The neoliberals want to beat us into compliant, consumerist submission. So I refuse to give in to that cynicism.
But still, it is hard to see hope.
Until pieces like this, that help us understand the long game, and how we’re all in this together.
One of the most powerful parts of this interview, for me, is here. Let it wash over you. Then read the rest to start the week of right!
Q: Gerardo, when you said “raise peoples’ hopes,” what did you mean by that?
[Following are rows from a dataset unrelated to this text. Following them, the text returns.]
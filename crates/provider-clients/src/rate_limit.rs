use std::collections::VecDeque;
use std::sync::Arc;
use std::time::Duration;

use tokio::sync::Mutex;
use tokio::time::Instant;

/// Sliding-window rate limiter: at most `max_requests` per `window`.
#[derive(Clone)]
pub(crate) struct RateLimiter {
    timestamps: Arc<Mutex<VecDeque<Instant>>>,
    max_requests: usize,
    window: Duration,
}

impl RateLimiter {
    pub(crate) fn new(max_requests: usize, window: Duration) -> Self {
        Self {
            timestamps: Arc::new(Mutex::new(VecDeque::new())),
            max_requests,
            window,
        }
    }

    pub(crate) async fn acquire(&self) {
        loop {
            let mut ts = self.timestamps.lock().await;
            let now = Instant::now();

            while let Some(&front) = ts.front() {
                if now.duration_since(front) >= self.window {
                    ts.pop_front();
                } else {
                    break;
                }
            }

            if ts.len() < self.max_requests {
                ts.push_back(now);
                return;
            }

            let wait_until = ts.front().unwrap().checked_add(self.window).unwrap();
            let sleep_dur = wait_until.duration_since(now) + Duration::from_millis(50);
            drop(ts);
            tracing::debug!("Rate limiter: waiting {:.1}s for a request slot", sleep_dur.as_secs_f64());
            tokio::time::sleep(sleep_dur).await;
        }
    }
}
I meant to really believe that transformation is possible. We are in a very tight spot – we’re screwed, you could say. There’s a great deal of poverty, a lot of exclusion, a lot of violence, a lot of injustice in our countries. Working people and our natural resources are being terribly exploited. We’re up against a huge monster, an economic, political machine of monstrous proportions. It would be very easy for us to lose hope, to lose heart, to just give up the struggle entirely and say “To hell with it. There’s no way we can overcome these massive forces, so let’s just go about our lives and forget about it.”
But we know that if we’re here today, it’s because our grandparents, our ancestors, didn’t give up the fight. They raised our hopes.